‘The Expanse’ Ups The Action With Its Second Season Finale

A quick review of tonight’s The Expanse finale — and thoughts on season two as a whole — coming up just as soon as I’m an electrician…

For the most part, The Expanse season two lived up to the promise I saw at the start of the year, keeping the various stories feeling more connected even as characters kept shifting from one plot and/or location to the next. Miller’s apparent death on Venus(*) midway through the season robbed the show of its most distinct character, but there are enough other interesting figures — and, more importantly, enough forward plot momentum — to compensate for his absence.

(*) I kept assuming that the protomolecule would find a way to save Miller, or at least transform him like it had Julie Mao, and expected this would be a big reveal in the finale. It could still come — and, please, no spoilers if you’ve read the books — since there’s clearly a powerful force at work that dismantled the research ship without killing anyone, but Thomas Jane could just be done.

The show’s playing the long game at this point, so the finale was focused less on resolving major story arcs than on giving the audience a bunch of really satisfying action sequences to hold them until season three begins.

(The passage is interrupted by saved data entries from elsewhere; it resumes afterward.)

//! Retry, drop and shutdown behaviour of the worker pool.

use std::sync::Arc;
use std::time::Duration;

use courier::dispatcher::{Dispatcher, RetryPolicy};
use courier::event::DeliveryTask;
use courier::queue::DeliveryQueue;
use courier::sinks::{DeliveryError, SinkAdapter};
use courier::stats::{Counter, PipelineStats};

use crate::mock_sink::{event, ScriptedSink};

struct Harness {
    queue: Arc<DeliveryQueue>,
    stats: Arc<PipelineStats>,
    sink: Arc<ScriptedSink>,
    dispatcher: Dispatcher,
}

fn harness(sink: ScriptedSink, policy: RetryPolicy) -> Harness {
    let stats = Arc::new(PipelineStats::new());
    let queue = Arc::new(DeliveryQueue::new(16, Arc::clone(&stats)));
    let sink = Arc::new(sink);
    let dispatcher = Dispatcher::new(
        Arc::clone(&queue),
        Arc::clone(&sink) as Arc<dyn SinkAdapter>,
        policy,
        Arc::clone(&stats),
    );
    Harness {
        queue,
        stats,
        sink,
        dispatcher,
    }
}

fn transient() -> DeliveryError {
    DeliveryError::Transient("status 503: busy".to_owned())
}

async fn run_to_completion(h: &Harness, workers: usize) {
    let handles = h.dispatcher.spawn(workers);
    h.queue.close();
    h.queue.wait_idle().await;
    for handle in handles {
        assert!(handle.await.is_ok(), "worker should not panic");
    }
}

#[tokio::test(start_paused = true)]
async fn retry_delays_strictly_increase() {
    let policy = RetryPolicy::new(Duration::from_millis(100), Duration::from_secs(60), 5);
    let sink = ScriptedSink::new(vec![Err(transient()), Err(transient()), Err(transient())], Ok(()));
    let h = harness(sink, policy);

    assert!(h.queue.enqueue(DeliveryTask::new(event(1, 1, "hi"))).await.is_ok());
    run_to_completion(&h, 1).await;

    let calls = h.sink.calls();
    assert_eq!(calls.len(), 4);
    let gaps: Vec<Duration> = calls.windows(2).map(|w| w[1].0.duration_since(w[0].0)).collect();
    for pair in gaps.windows(2) {
        assert!(pair[1] > pair[0], "gaps should increase: {gaps:?}");
    }
    assert!(gaps[0] >= Duration::from_millis(100));
    assert!(gaps[0] < Duration::from_millis(150));

    assert_eq!(h.stats.get(Counter::Retried), 3);
    assert_eq!(h.stats.get(Counter::Delivered), 1);
}

#[tokio::test(start_paused = true)]
async fn dropped_after_max_plus_one_failures() {
    let policy = RetryPolicy::new(Duration::from_millis(10), Duration::from_secs(1), 2);
    let h = harness(ScriptedSink::always(transient()), policy);

    assert!(h.queue.enqueue(DeliveryTask::new(event(1, 1, "hi"))).await.is_ok());
    run_to_completion(&h, 2).await;

    assert_eq!(h.sink.call_count(), 3);
    assert_eq!(h.stats.get(Counter::Retried), 2);
    assert_eq!(h.stats.get(Counter::FailedExhausted), 1);
    assert_eq!(h.stats.get(Counter::Delivered), 0);
    assert_eq!(h.queue.outstanding(), 0);
}

#[tokio::test(start_paused = true)]
async fn permanent_failure_is_never_retried() {
    let policy = RetryPolicy::new(Duration::from_millis(10), Duration::from_secs(1), 5);
    let h = harness(
        ScriptedSink::always(DeliveryError::Permanent("status 400: bad".to_owned())),
        policy,
    );

    assert!(h.queue.enqueue(DeliveryTask::new(event(1, 1, "hi"))).await.is_ok());
    run_to_completion(&h, 1).await;

    assert_eq!(h.sink.call_count(), 1);
    assert_eq!(h.stats.get(Counter::FailedPermanent), 1);
    assert_eq!(h.stats.get(Counter::Retried), 0);
}

#[tokio::test(start_paused = true)]
async fn retry_rejoins_queue_behind_newer_tasks() {
    let policy = RetryPolicy::new(Duration::from_millis(10), Duration::from_secs(1), 3);
    let sink = ScriptedSink::new(vec![Err(transient())], Ok(())).with_latency(Duration::from_millis(20));
    let h = harness(sink, policy);

    for id in 0..3 {
        assert!(h.queue.enqueue(DeliveryTask::new(event(1, id, "x"))).await.is_ok());
    }
    run_to_completion(&h, 1).await;

    let order: Vec<i64> = h.sink.calls().into_iter().map(|(_, id)| id).collect();
    assert_eq!(order, vec![0, 1, 2, 0]);
    assert_eq!(h.stats.get(Counter::Delivered), 3);
}

#[tokio::test(start_paused = true)]
async fn abort_cancels_pending_retry_and_counts_it() {
    let policy = RetryPolicy::new(Duration::from_secs(30), Duration::from_secs(60), 5);
    let h = harness(ScriptedSink::always(transient()), policy);

    assert!(h.queue.enqueue(DeliveryTask::new(event(1, 1, "hi"))).await.is_ok());
    let handles = h.dispatcher.spawn(1);
    tokio::time::sleep(Duration::from_secs(1)).await;
    assert_eq!(h.sink.call_count(), 1);

    let remaining = h.queue.abort();
    assert!(remaining.is_empty());
    h.queue.wait_idle().await;
    for handle in handles {
        assert!(handle.await.is_ok());
    }

    assert_eq!(h.stats.get(Counter::DroppedOnShutdown), 1);
    assert_eq!(h.sink.call_count(), 1);
}

#[tokio::test(start_paused = true)]
async fn abort_cancels_in_flight_send() {
    let policy = RetryPolicy::default();
    let h = harness(ScriptedSink::ok().with_latency(Duration::from_secs(60)), policy);

    assert!(h.queue.enqueue(DeliveryTask::new(event(1, 1, "hi"))).await.is_ok());
    let handles = h.dispatcher.spawn(1);
    tokio::time::sleep(Duration::from_secs(1)).await;

    h.queue.abort();
    h.queue.wait_idle().await;
    for handle in handles {
        assert!(handle.await.is_ok());
    }
    assert_eq!(h.stats.get(Counter::DroppedOnShutdown), 1);
    assert_eq!(h.stats.get(Counter::Delivered), 0);
}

So we got Bobbie Draper playing John McClane as she climbed through the elevator shaft and took out the soldiers threatening Chrisjen, Holden trapped in the cargo bay while one of the protomolecule creatures threatened him (the zero-G scene was pretty darned scary), and Naomi and Prax playing chicken with the creature on the outside of the Rocinante, which led to the beautiful VFX shot of the creature burning up in the void of space after Alex turned the engines back on.

Though he’s the closest thing the show has to a main character these days, Holden has never particularly thrilled me, so his potential farewells to Naomi and Amos didn’t move me the way they were intended. (I also figured, after the bogus radiation scare with Miller and Holden at the end of last season, that he was likely to survive this, too.) But despite being a show that succeeds more on a plot than character level, The Expanse is still capable of hitting emotional beats well, like the big Belter last week helping Naomi get the women and children onto the ship, then giving up his spot so he could be with his people for however much time they had left on Ganymede.

This has become a solid little show (which I know is an odd way to describe such a sprawling narrative). I’m glad Syfy has gotten back into this territory, and I’m glad it’ll be around a while longer.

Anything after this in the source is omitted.